Dataset entries

===

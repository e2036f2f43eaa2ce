use core::fmt;

use heapless::String;

/// Fixed width of the ASCII module name carried by `NAME`
pub const NAME_LENGTH: usize = 7;

/// A module name, always exactly [`NAME_LENGTH`] bytes once built through
/// [`name_from_str`] or decoded from a frame
pub type Name = String<NAME_LENGTH>;

#[derive(Debug, Clone, Copy, PartialEq, Eq, thiserror::Error)]
#[cfg_attr(feature = "defmt", derive(defmt::Format))]
pub enum FieldError {
    #[error("Tried to decode a hex digit but it was out of range ({0:?})")]
    IllegalHexDigit(u8),
    #[error("Field `{0}` needs {1} hex digits but only {2} remain")]
    Truncated(&'static str, usize, usize),
    #[error("Encoded output does not fit in the frame buffer")]
    BufferFull,
}

/* Encoding */

pub fn to_hex_digit(value: u32) -> u8 {
    const HEX_LUT: &[u8] = "0123456789ABCDEF".as_bytes();

    HEX_LUT[(value & 0xF) as usize]
}

/// Appends the low `nybbles` hex digits of `value`, most significant first
pub fn push_hex<const N: usize>(
    out: &mut String<N>,
    value: u32,
    nybbles: usize,
) -> Result<(), FieldError> {
    for shift in (0..nybbles).rev() {
        let digit = to_hex_digit(value >> (shift * 4)) as char;
        out.push(digit).map_err(|_| FieldError::BufferFull)?;
    }

    Ok(())
}

/// Appends each byte of `data` as two hex digits
pub fn push_bytes_hex<const N: usize>(out: &mut String<N>, data: &[u8]) -> Result<(), FieldError> {
    data.iter()
        .try_for_each(|byte| push_hex(out, *byte as u32, 2))
}

/* Decoding */

pub fn hex_digit_to_u8(byte: u8) -> Result<u8, FieldError> {
    Ok(match byte {
        b'0'..=b'9' => byte - b'0',
        b'a'..=b'f' => byte - b'a' + 10,
        b'A'..=b'F' => byte - b'A' + 10,
        _ => return Err(FieldError::IllegalHexDigit(byte)),
    })
}

pub fn u8_from_hex_nibbles(hex_nibbles: &[u8; 2]) -> Result<u8, FieldError> {
    let msn = hex_digit_to_u8(hex_nibbles[0])?;
    let lsn = hex_digit_to_u8(hex_nibbles[1])?;

    Ok((msn << 4) | lsn)
}

/// Parses up to 8 hex digits into an integer
pub fn int_from_hex(hex_nibbles: &[u8]) -> Result<u32, FieldError> {
    let mut value = 0u32;

    for nibble in hex_nibbles.iter() {
        value <<= 4;
        value |= hex_digit_to_u8(*nibble)? as u32;
    }

    Ok(value)
}

/* Speed & direction */

/// Direction of travel, carried in bit 7 of a DCC speed byte
#[derive(Debug, Clone, Copy, PartialEq, Eq, Default)]
#[cfg_attr(feature = "defmt", derive(defmt::Format))]
pub enum Direction {
    #[default]
    Reverse,
    Forward,
}

impl fmt::Display for Direction {
    fn fmt(&self, f: &mut fmt::Formatter<'_>) -> fmt::Result {
        match self {
            Direction::Reverse => f.write_str("Reverse"),
            Direction::Forward => f.write_str("Forward"),
        }
    }
}

pub const MAX_SPEED: u8 = 127;

/// Packs a 7-bit speed step with the direction flag. Speeds above 127 wrap.
pub fn speed_direction_to_byte(speed: u8, direction: Direction) -> u8 {
    let speed = speed & MAX_SPEED;

    match direction {
        Direction::Forward => speed | 0x80,
        Direction::Reverse => speed,
    }
}

pub fn speed_direction_from_byte(byte: u8) -> (u8, Direction) {
    let direction = if byte > MAX_SPEED {
        Direction::Forward
    } else {
        Direction::Reverse
    };

    (byte & MAX_SPEED, direction)
}

/* Weekday & month */

/// The `FCLK` weekday/month byte: weekday in the low nibble (1 = Sunday),
/// month in the high nibble (1 = January)
#[derive(Debug, Clone, Copy, PartialEq, Eq)]
#[cfg_attr(feature = "defmt", derive(defmt::Format))]
pub struct WeekdayMonth {
    pub weekday: u8,
    pub month: u8,
}

impl WeekdayMonth {
    pub fn from_byte(byte: u8) -> Self {
        Self {
            weekday: byte & 0x0F,
            month: byte >> 4,
        }
    }

    pub fn to_byte(self) -> u8 {
        ((self.month & 0x0F) << 4) | (self.weekday & 0x0F)
    }
}

/* ASCII names */

/// Builds a [`Name`] by truncating `text` to at most [`NAME_LENGTH`] bytes on a
/// char boundary and right-padding with spaces
pub fn name_from_str(text: &str) -> Name {
    let mut name = Name::new();

    for c in text.chars() {
        if name.push(c).is_err() {
            break;
        }
    }

    while name.push(' ').is_ok() {}

    name
}

/// Decodes [`NAME_LENGTH`] hex-encoded bytes into a name. Nothing is trimmed;
/// if the bytes are not valid UTF-8 every non-ASCII byte becomes `?`.
pub fn name_from_hex(hex_nibbles: &[u8]) -> Result<Name, FieldError> {
    let mut bytes = [0u8; NAME_LENGTH];

    for (byte, pair) in bytes.iter_mut().zip(hex_nibbles.chunks_exact(2)) {
        *byte = u8_from_hex_nibbles(&[pair[0], pair[1]])?;
    }

    let mut name = Name::new();

    match core::str::from_utf8(&bytes) {
        Ok(text) => name.push_str(text).map_err(|_| FieldError::BufferFull)?,
        Err(_) => {
            for byte in bytes {
                let c = if byte.is_ascii() { byte as char } else { '?' };
                name.push(c).map_err(|_| FieldError::BufferFull)?;
            }
        }
    }

    Ok(name)
}

/// Returns true if `text` is non-empty and only holds hex digits (either case)
pub fn is_hex(text: &str) -> bool {
    !text.is_empty() && text.bytes().all(|b| b.is_ascii_hexdigit())
}
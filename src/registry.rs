//! The CBUS opcode table.
//!
//! Every opcode has a fixed layout: an ordered list of fields, each a fixed
//! number of hex digits, packed back to back after the opcode. The table below
//! is the only place those layouts are described; the field engine in
//! [`crate::decode_fields`] / [`crate::encode_fields`] walks it generically.

/// Name of the extra entry produced by [`FieldKind::SpeedDirection`]
pub const DIRECTION: &str = "direction";
/// Names of the extra entries produced by [`FieldKind::WeekdayMonth`]
pub const WEEKDAY: &str = "weekDay";
pub const MONTH: &str = "month";

/// How a field's hex digits are interpreted
#[derive(Debug, Clone, Copy, PartialEq, Eq)]
#[cfg_attr(feature = "defmt", derive(defmt::Format))]
pub enum FieldKind {
    /// Big-endian unsigned integer of the given number of bytes
    Int(usize),
    /// Two's complement byte
    Signed,
    /// Speed step in bits 0-6, direction in bit 7. Decodes to the field's own
    /// entry (speed) plus a [`DIRECTION`] entry.
    SpeedDirection,
    /// Weekday/month byte. Decodes to the raw byte plus [`WEEKDAY`] and
    /// [`MONTH`] entries; encodes from the raw byte.
    WeekdayMonth,
    /// Space padded 7-byte ASCII name
    Text,
    /// Bytes kept as their hex text
    Hex(usize),
}

impl FieldKind {
    pub const fn nybbles(&self) -> usize {
        match self {
            Self::Int(bytes) | Self::Hex(bytes) => *bytes * 2,
            Self::Signed | Self::SpeedDirection | Self::WeekdayMonth => 2,
            Self::Text => crate::NAME_LENGTH * 2,
        }
    }

    /// Number of named entries this field contributes to a decoded message
    pub const fn entries(&self) -> usize {
        match self {
            Self::SpeedDirection => 2,
            Self::WeekdayMonth => 3,
            _ => 1,
        }
    }
}

#[derive(Debug, Clone, Copy, PartialEq, Eq)]
#[cfg_attr(feature = "defmt", derive(defmt::Format))]
pub struct FieldSpec {
    pub name: &'static str,
    pub kind: FieldKind,
}

impl FieldSpec {
    pub const fn int(name: &'static str, bytes: usize) -> Self {
        Self {
            name,
            kind: FieldKind::Int(bytes),
        }
    }

    pub const fn byte(name: &'static str) -> Self {
        Self::int(name, 1)
    }

    pub const fn new(name: &'static str, kind: FieldKind) -> Self {
        Self { name, kind }
    }
}

#[derive(Debug, PartialEq, Eq)]
#[cfg_attr(feature = "defmt", derive(defmt::Format))]
pub struct OpcodeSpec {
    pub opcode: u8,
    pub mnemonic: &'static str,
    /// Minor priority used when the caller does not give one
    pub minor_priority: u8,
    pub fields: &'static [FieldSpec],
    /// Accessory events whose bytes after node and event number are opaque
    /// event data
    pub event_data: bool,
}

impl OpcodeSpec {
    /// Total hex digits of the payload following the opcode
    pub fn payload_nybbles(&self) -> usize {
        self.fields.iter().map(|field| field.kind.nybbles()).sum()
    }

    /// Data length encoded by CBUS in the top three bits of the opcode
    pub const fn data_length(&self) -> usize {
        (self.opcode >> 5) as usize
    }

    pub fn field(&self, name: &str) -> Option<&'static FieldSpec> {
        self.fields.iter().find(|field| field.name == name)
    }
}

/// Looks up an opcode byte. `None` for reserved and unassigned opcodes.
pub fn lookup(opcode: u8) -> Option<&'static OpcodeSpec> {
    REGISTRY
        .binary_search_by_key(&opcode, |spec| spec.opcode)
        .ok()
        .map(|index| &REGISTRY[index])
}

/// Looks up a mnemonic, ignoring ASCII case
pub fn lookup_mnemonic(mnemonic: &str) -> Option<&'static OpcodeSpec> {
    REGISTRY
        .iter()
        .find(|spec| spec.mnemonic.eq_ignore_ascii_case(mnemonic))
}

/* Fields */

const NODE_NUMBER: FieldSpec = FieldSpec::int("nodeNumber", 2);
const EVENT_NUMBER: FieldSpec = FieldSpec::int("eventNumber", 2);
const DEVICE_NUMBER: FieldSpec = FieldSpec::int("deviceNumber", 2);
const SESSION: FieldSpec = FieldSpec::byte("session");
const ADDRESS: FieldSpec = FieldSpec::int("address", 2);
const SPEED: FieldSpec = FieldSpec::new("speed", FieldKind::SpeedDirection);
const FLAGS: FieldSpec = FieldSpec::byte("flags");
const STATUS: FieldSpec = FieldSpec::byte("status");
const MODE: FieldSpec = FieldSpec::byte("mode");
const CV: FieldSpec = FieldSpec::int("CV", 2);
const VALUE: FieldSpec = FieldSpec::byte("value");
const CONSIST_ADDRESS: FieldSpec = FieldSpec::byte("consistAddress");
const FUNCTION_NUMBER: FieldSpec = FieldSpec::byte("functionNumber");
const FN1: FieldSpec = FieldSpec::byte("Fn1");
const FN2: FieldSpec = FieldSpec::byte("Fn2");
const FN3: FieldSpec = FieldSpec::byte("Fn3");
const ERROR_NUMBER: FieldSpec = FieldSpec::byte("errorNumber");
const NV_INDEX: FieldSpec = FieldSpec::byte("nodeVariableIndex");
const NV_VALUE: FieldSpec = FieldSpec::byte("nodeVariableValue");
const EVENT_INDEX: FieldSpec = FieldSpec::byte("eventIndex");
const EV_INDEX: FieldSpec = FieldSpec::byte("eventVariableIndex");
const EV_VALUE: FieldSpec = FieldSpec::byte("eventVariableValue");
const EVENT_IDENTIFIER: FieldSpec = FieldSpec::new("eventIdentifier", FieldKind::Hex(4));
const PARAMETER_INDEX: FieldSpec = FieldSpec::byte("parameterIndex");
const PARAMETER_VALUE: FieldSpec = FieldSpec::byte("parameterValue");
const SERVICE_INDEX: FieldSpec = FieldSpec::byte("serviceIndex");
const SERVICE_TYPE: FieldSpec = FieldSpec::byte("serviceType");
const DIAGNOSTIC_CODE: FieldSpec = FieldSpec::byte("diagnosticCode");
const REPETITIONS: FieldSpec = FieldSpec::byte("repetitions");
const EXT_OPCODE: FieldSpec = FieldSpec::byte("extOpcode");
const NAME: FieldSpec = FieldSpec::new("name", FieldKind::Text);

const DATA1: FieldSpec = FieldSpec::byte("data1");
const DATA2: FieldSpec = FieldSpec::byte("data2");
const DATA3: FieldSpec = FieldSpec::byte("data3");
const DATA4: FieldSpec = FieldSpec::byte("data4");
const DATA5: FieldSpec = FieldSpec::byte("data5");

const BYTE1: FieldSpec = FieldSpec::byte("byte1");
const BYTE2: FieldSpec = FieldSpec::byte("byte2");
const BYTE3: FieldSpec = FieldSpec::byte("byte3");
const BYTE4: FieldSpec = FieldSpec::byte("byte4");
const BYTE5: FieldSpec = FieldSpec::byte("byte5");
const BYTE6: FieldSpec = FieldSpec::byte("byte6");

const PARAM1: FieldSpec = FieldSpec::byte("param1");
const PARAM2: FieldSpec = FieldSpec::byte("param2");
const PARAM3: FieldSpec = FieldSpec::byte("param3");
const PARAM4: FieldSpec = FieldSpec::byte("param4");
const PARAM5: FieldSpec = FieldSpec::byte("param5");
const PARAM6: FieldSpec = FieldSpec::byte("param6");
const PARAM7: FieldSpec = FieldSpec::byte("param7");

const CON_ID: FieldSpec = FieldSpec::byte("conID");
const INDEX: FieldSpec = FieldSpec::byte("index");
const ALLOCATION_CODE: FieldSpec = FieldSpec::byte("allocationCode");
const EV_SPACE: FieldSpec = FieldSpec::byte("EVSPC");
const EVENT_COUNT: FieldSpec = FieldSpec::byte("eventCount");
const CAN_ID: FieldSpec = FieldSpec::byte("CAN_ID");
const MODE_NUMBER: FieldSpec = FieldSpec::byte("modeNumber");
const SEQUENCE: FieldSpec = FieldSpec::byte("sequenceCnt");
const STATUS_BITS: FieldSpec = FieldSpec::byte("statusBits");
const SERVICE_VERSION: FieldSpec = FieldSpec::byte("serviceVersion");
const REQUEST_OPCODE: FieldSpec = FieldSpec::byte("requestOpCode");
const RESULT: FieldSpec = FieldSpec::byte("result");
const MANUFACTURER_ID: FieldSpec = FieldSpec::byte("manufacturerId");
const MODULE_ID: FieldSpec = FieldSpec::byte("moduleId");
const DAT_CODE: FieldSpec = FieldSpec::byte("datcode");
const ASPECT1: FieldSpec = FieldSpec::byte("aspect1");
const ASPECT2: FieldSpec = FieldSpec::byte("aspect2");
const CAB_SPEED: FieldSpec = FieldSpec::byte("speed");
const DIAGNOSTIC_VALUE: FieldSpec = FieldSpec::int("diagnosticValue", 2);
const MINUTES: FieldSpec = FieldSpec::byte("minutes");
const HOURS: FieldSpec = FieldSpec::byte("hours");
const WDMON: FieldSpec = FieldSpec::new("wdmon", FieldKind::WeekdayMonth);
const DIV: FieldSpec = FieldSpec::byte("div");
const MDAY: FieldSpec = FieldSpec::byte("mday");
const TEMP: FieldSpec = FieldSpec::new("temp", FieldKind::Signed);
const CS_NUMBER: FieldSpec = FieldSpec::byte("CS");
const MAJOR_REV: FieldSpec = FieldSpec::byte("majorRev");
const MINOR_REV: FieldSpec = FieldSpec::byte("minorRev");
const BUILD_NO: FieldSpec = FieldSpec::byte("buildNo");
const ACK_OPCODE: FieldSpec = FieldSpec::byte("ackOpCode");

macro_rules! opcodes {
    (@event) => { false };
    (@event event) => { true };
    ($($opcode:literal $mnemonic:ident $priority:literal [$($field:ident),* $(,)?] $($event:ident)?;)*) => {
        /// Every known opcode, sorted by opcode byte
        pub static REGISTRY: &[OpcodeSpec] = &[
            $(OpcodeSpec {
                opcode: $opcode,
                mnemonic: stringify!($mnemonic),
                minor_priority: $priority,
                fields: &[$($field),*],
                event_data: opcodes!(@event $($event)?),
            },)*
        ];
    };
}

opcodes! {
    // 0 data bytes
    0x00 ACK 2 [];
    0x01 NAK 2 [];
    0x02 HLT 0 [];
    0x03 BON 1 [];
    0x04 TOF 1 [];
    0x05 TON 1 [];
    0x06 ESTOP 1 [];
    0x07 ARST 0 [];
    0x08 RTOF 1 [];
    0x09 RTON 1 [];
    0x0A RESTP 0 [];
    0x0C RSTAT 2 [];
    0x0D QNN 3 [];
    0x10 RQNP 3 [];
    0x11 RQMN 2 [];

    // 1 data byte
    0x21 KLOC 2 [SESSION];
    0x22 QLOC 2 [SESSION];
    0x23 DKEEP 2 [SESSION];
    0x30 DBG1 2 [STATUS];
    0x3F EXTC 3 [EXT_OPCODE];

    // 2 data bytes
    0x40 RLOC 2 [ADDRESS];
    0x41 QCON 2 [CON_ID, INDEX];
    0x42 SNN 3 [NODE_NUMBER];
    0x43 ALOC 2 [SESSION, ALLOCATION_CODE];
    0x44 STMOD 2 [SESSION, MODE];
    0x45 PCON 2 [SESSION, CONSIST_ADDRESS];
    0x46 KCON 2 [SESSION, CONSIST_ADDRESS];
    0x47 DSPD 2 [SESSION, SPEED];
    0x48 DFLG 2 [SESSION, FLAGS];
    0x49 DFNON 2 [SESSION, FUNCTION_NUMBER];
    0x4A DFNOF 2 [SESSION, FUNCTION_NUMBER];
    0x4C SSTAT 3 [SESSION, STATUS];
    0x4F NNRSM 3 [NODE_NUMBER];
    0x50 RQNN 3 [NODE_NUMBER];
    0x51 NNREL 3 [NODE_NUMBER];
    0x52 NNACK 3 [NODE_NUMBER];
    0x53 NNLRN 3 [NODE_NUMBER];
    0x54 NNULN 3 [NODE_NUMBER];
    0x55 NNCLR 3 [NODE_NUMBER];
    0x56 NNEVN 3 [NODE_NUMBER];
    0x57 NERD 3 [NODE_NUMBER];
    0x58 RQEVN 3 [NODE_NUMBER];
    0x59 WRACK 3 [NODE_NUMBER];
    0x5A RQDAT 3 [NODE_NUMBER];
    0x5B RQDDS 3 [DEVICE_NUMBER];
    0x5C BOOTM 3 [NODE_NUMBER];
    0x5D ENUM 3 [NODE_NUMBER];
    0x5E NNRST 3 [NODE_NUMBER];
    0x5F EXTC1 3 [EXT_OPCODE, BYTE1];

    // 3 data bytes
    0x60 DFUN 2 [SESSION, FN1, FN2];
    0x61 GLOC 2 [ADDRESS, FLAGS];
    0x63 ERR 2 [DATA1, DATA2, ERROR_NUMBER];
    0x6F CMDERR 3 [NODE_NUMBER, ERROR_NUMBER];
    0x70 EVNLF 3 [NODE_NUMBER, EV_SPACE];
    0x71 NVRD 3 [NODE_NUMBER, NV_INDEX];
    0x72 NENRD 3 [NODE_NUMBER, EVENT_INDEX];
    0x73 RQNPN 3 [NODE_NUMBER, PARAMETER_INDEX];
    0x74 NUMEV 3 [NODE_NUMBER, EVENT_COUNT];
    0x75 CANID 3 [NODE_NUMBER, CAN_ID];
    0x76 MODE 3 [NODE_NUMBER, MODE_NUMBER];
    0x78 RQSD 3 [NODE_NUMBER, SERVICE_INDEX];
    0x7F EXTC2 3 [EXT_OPCODE, BYTE1, BYTE2];

    // 4 data bytes
    0x80 RDCC3 2 [REPETITIONS, BYTE1, BYTE2, BYTE3];
    0x82 WCVO 2 [SESSION, CV, VALUE];
    0x83 WCVB 2 [SESSION, CV, VALUE];
    0x84 QCVS 2 [SESSION, CV, MODE];
    0x85 PCVS 2 [SESSION, CV, VALUE];
    0x87 RDGN 3 [NODE_NUMBER, SERVICE_INDEX, DIAGNOSTIC_CODE];
    0x8E NVSETRD 3 [NODE_NUMBER, NV_INDEX, NV_VALUE];
    0x90 ACON 3 [NODE_NUMBER, EVENT_NUMBER];
    0x91 ACOF 3 [NODE_NUMBER, EVENT_NUMBER];
    0x92 AREQ 3 [NODE_NUMBER, EVENT_NUMBER];
    0x93 ARON 3 [NODE_NUMBER, EVENT_NUMBER];
    0x94 AROF 3 [NODE_NUMBER, EVENT_NUMBER];
    0x95 EVULN 3 [NODE_NUMBER, EVENT_NUMBER];
    0x96 NVSET 3 [NODE_NUMBER, NV_INDEX, NV_VALUE];
    0x97 NVANS 3 [NODE_NUMBER, NV_INDEX, NV_VALUE];
    0x98 ASON 3 [NODE_NUMBER, DEVICE_NUMBER];
    0x99 ASOF 3 [NODE_NUMBER, DEVICE_NUMBER];
    0x9A ASRQ 3 [NODE_NUMBER, DEVICE_NUMBER];
    0x9B PARAN 3 [NODE_NUMBER, PARAMETER_INDEX, PARAMETER_VALUE];
    0x9C REVAL 3 [NODE_NUMBER, EVENT_INDEX, EV_INDEX];
    0x9D ARSON 3 [NODE_NUMBER, DEVICE_NUMBER];
    0x9E ARSOF 3 [NODE_NUMBER, DEVICE_NUMBER];
    0x9F EXTC3 3 [EXT_OPCODE, BYTE1, BYTE2, BYTE3];

    // 5 data bytes
    0xA0 RDCC4 2 [REPETITIONS, BYTE1, BYTE2, BYTE3, BYTE4];
    0xA2 WCVS 2 [SESSION, CV, MODE, VALUE];
    0xAB HEARTB 3 [NODE_NUMBER, SEQUENCE, STATUS, STATUS_BITS];
    0xAC SD 3 [NODE_NUMBER, SERVICE_INDEX, SERVICE_TYPE, SERVICE_VERSION];
    0xAF GRSP 3 [NODE_NUMBER, REQUEST_OPCODE, SERVICE_TYPE, RESULT];
    0xB0 ACON1 3 [NODE_NUMBER, EVENT_NUMBER, DATA1] event;
    0xB1 ACOF1 3 [NODE_NUMBER, EVENT_NUMBER, DATA1] event;
    0xB2 REQEV 3 [NODE_NUMBER, EVENT_NUMBER, EV_INDEX];
    0xB3 ARON1 3 [NODE_NUMBER, EVENT_NUMBER, DATA1] event;
    0xB4 AROF1 3 [NODE_NUMBER, EVENT_NUMBER, DATA1] event;
    0xB5 NEVAL 3 [NODE_NUMBER, EVENT_INDEX, EV_INDEX, EV_VALUE];
    0xB6 PNN 3 [NODE_NUMBER, MANUFACTURER_ID, MODULE_ID, FLAGS];
    0xB8 ASON1 3 [NODE_NUMBER, DEVICE_NUMBER, DATA1] event;
    0xB9 ASOF1 3 [NODE_NUMBER, DEVICE_NUMBER, DATA1] event;
    0xBD ARSON1 3 [NODE_NUMBER, DEVICE_NUMBER, DATA1] event;
    0xBE ARSOF1 3 [NODE_NUMBER, DEVICE_NUMBER, DATA1] event;
    0xBF EXTC4 3 [EXT_OPCODE, BYTE1, BYTE2, BYTE3, BYTE4];

    // 6 data bytes
    0xC0 RDCC5 2 [REPETITIONS, BYTE1, BYTE2, BYTE3, BYTE4, BYTE5];
    0xC1 WCVOA 2 [ADDRESS, CV, MODE, VALUE];
    0xC2 CABDAT 2 [ADDRESS, DAT_CODE, ASPECT1, ASPECT2, CAB_SPEED];
    0xC7 DGN 3 [NODE_NUMBER, SERVICE_INDEX, DIAGNOSTIC_CODE, DIAGNOSTIC_VALUE];
    0xCF FCLK 3 [MINUTES, HOURS, WDMON, DIV, MDAY, TEMP];
    0xD0 ACON2 3 [NODE_NUMBER, EVENT_NUMBER, DATA1, DATA2] event;
    0xD1 ACOF2 3 [NODE_NUMBER, EVENT_NUMBER, DATA1, DATA2] event;
    0xD2 EVLRN 3 [NODE_NUMBER, EVENT_NUMBER, EV_INDEX, EV_VALUE];
    0xD3 EVANS 3 [NODE_NUMBER, EVENT_NUMBER, EV_INDEX, EV_VALUE];
    0xD4 ARON2 3 [NODE_NUMBER, EVENT_NUMBER, DATA1, DATA2] event;
    0xD5 AROF2 3 [NODE_NUMBER, EVENT_NUMBER, DATA1, DATA2] event;
    0xD8 ASON2 3 [NODE_NUMBER, DEVICE_NUMBER, DATA1, DATA2] event;
    0xD9 ASOF2 3 [NODE_NUMBER, DEVICE_NUMBER, DATA1, DATA2] event;
    0xDD ARSON2 3 [NODE_NUMBER, DEVICE_NUMBER, DATA1, DATA2] event;
    0xDE ARSOF2 3 [NODE_NUMBER, DEVICE_NUMBER, DATA1, DATA2] event;
    0xDF EXTC5 3 [EXT_OPCODE, BYTE1, BYTE2, BYTE3, BYTE4, BYTE5];

    // 7 data bytes
    0xE0 RDCC6 2 [REPETITIONS, BYTE1, BYTE2, BYTE3, BYTE4, BYTE5, BYTE6];
    0xE1 PLOC 2 [SESSION, ADDRESS, SPEED, FN1, FN2, FN3];
    0xE2 NAME 3 [NAME];
    0xE3 STAT 2 [NODE_NUMBER, CS_NUMBER, FLAGS, MAJOR_REV, MINOR_REV, BUILD_NO];
    0xE6 ENACK 3 [NODE_NUMBER, ACK_OPCODE, EVENT_IDENTIFIER];
    0xE7 ESD 3 [NODE_NUMBER, SERVICE_INDEX, DATA1, DATA2, DATA3, DATA4];
    0xEF PARAMS 3 [PARAM1, PARAM2, PARAM3, PARAM4, PARAM5, PARAM6, PARAM7];
    0xF0 ACON3 3 [NODE_NUMBER, EVENT_NUMBER, DATA1, DATA2, DATA3] event;
    0xF1 ACOF3 3 [NODE_NUMBER, EVENT_NUMBER, DATA1, DATA2, DATA3] event;
    0xF2 ENRSP 3 [NODE_NUMBER, EVENT_IDENTIFIER, EVENT_INDEX];
    0xF3 ARON3 3 [NODE_NUMBER, EVENT_NUMBER, DATA1, DATA2, DATA3] event;
    0xF4 AROF3 3 [NODE_NUMBER, EVENT_NUMBER, DATA1, DATA2, DATA3] event;
    0xF5 EVLRNI 3 [NODE_NUMBER, EVENT_NUMBER, EVENT_INDEX, EV_INDEX, EV_VALUE];
    0xF6 ACDAT 3 [NODE_NUMBER, DATA1, DATA2, DATA3, DATA4, DATA5];
    0xF7 ARDAT 3 [NODE_NUMBER, DATA1, DATA2, DATA3, DATA4, DATA5];
    0xF8 ASON3 3 [NODE_NUMBER, DEVICE_NUMBER, DATA1, DATA2, DATA3] event;
    0xF9 ASOF3 3 [NODE_NUMBER, DEVICE_NUMBER, DATA1, DATA2, DATA3] event;
    0xFA DDES 3 [DEVICE_NUMBER, DATA1, DATA2, DATA3, DATA4, DATA5];
    0xFB DDRS 3 [DEVICE_NUMBER, DATA1, DATA2, DATA3, DATA4, DATA5];
    0xFC DDWS 3 [DEVICE_NUMBER, DATA1, DATA2, DATA3, DATA4, DATA5];
    0xFD ARSON3 3 [NODE_NUMBER, DEVICE_NUMBER, DATA1, DATA2, DATA3] event;
    0xFE ARSOF3 3 [NODE_NUMBER, DEVICE_NUMBER, DATA1, DATA2, DATA3] event;
    0xFF EXTC6 3 [EXT_OPCODE, BYTE1, BYTE2, BYTE3, BYTE4, BYTE5, BYTE6];
}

===

• Assigned task:
Among the entries above, the line containing "const SEQUENCE: FieldSpec", the line containing "($($opcode:literal $mnemonic:ident $priority:literal", and all lines between them are to be restated word for word; nothing else belongs in the reply.

• Answer section:
const SEQUENCE: FieldSpec = FieldSpec::byte("sequenceCnt");
const STATUS_BITS: FieldSpec = FieldSpec::byte("statusBits");
const SERVICE_VERSION: FieldSpec = FieldSpec::byte("serviceVersion");
const REQUEST_OPCODE: FieldSpec = FieldSpec::byte("requestOpCode");
const RESULT: FieldSpec = FieldSpec::byte("result");
const MANUFACTURER_ID: FieldSpec = FieldSpec::byte("manufacturerId");
const MODULE_ID: FieldSpec = FieldSpec::byte("moduleId");
const DAT_CODE: FieldSpec = FieldSpec::byte("datcode");
const ASPECT1: FieldSpec = FieldSpec::byte("aspect1");
const ASPECT2: FieldSpec = FieldSpec::byte("aspect2");
const CAB_SPEED: FieldSpec = FieldSpec::byte("speed");
const DIAGNOSTIC_VALUE: FieldSpec = FieldSpec::int("diagnosticValue", 2);
const MINUTES: FieldSpec = FieldSpec::byte("minutes");
const HOURS: FieldSpec = FieldSpec::byte("hours");
const WDMON: FieldSpec = FieldSpec::new("wdmon", FieldKind::WeekdayMonth);
const DIV: FieldSpec = FieldSpec::byte("div");
const MDAY: FieldSpec = FieldSpec::byte("mday");
const TEMP: FieldSpec = FieldSpec::new("temp", FieldKind::Signed);
const CS_NUMBER: FieldSpec = FieldSpec::byte("CS");
const MAJOR_REV: FieldSpec = FieldSpec::byte("majorRev");
const MINOR_REV: FieldSpec = FieldSpec::byte("minorRev");
const BUILD_NO: FieldSpec = FieldSpec::byte("buildNo");
const ACK_OPCODE: FieldSpec = FieldSpec::byte("ackOpCode");

macro_rules! opcodes {
    (@event) => { false };
    (@event event) => { true };
    ($($opcode:literal $mnemonic:ident $priority:literal [$($field:ident),* $(,)?] $($event:ident)?;)*) => {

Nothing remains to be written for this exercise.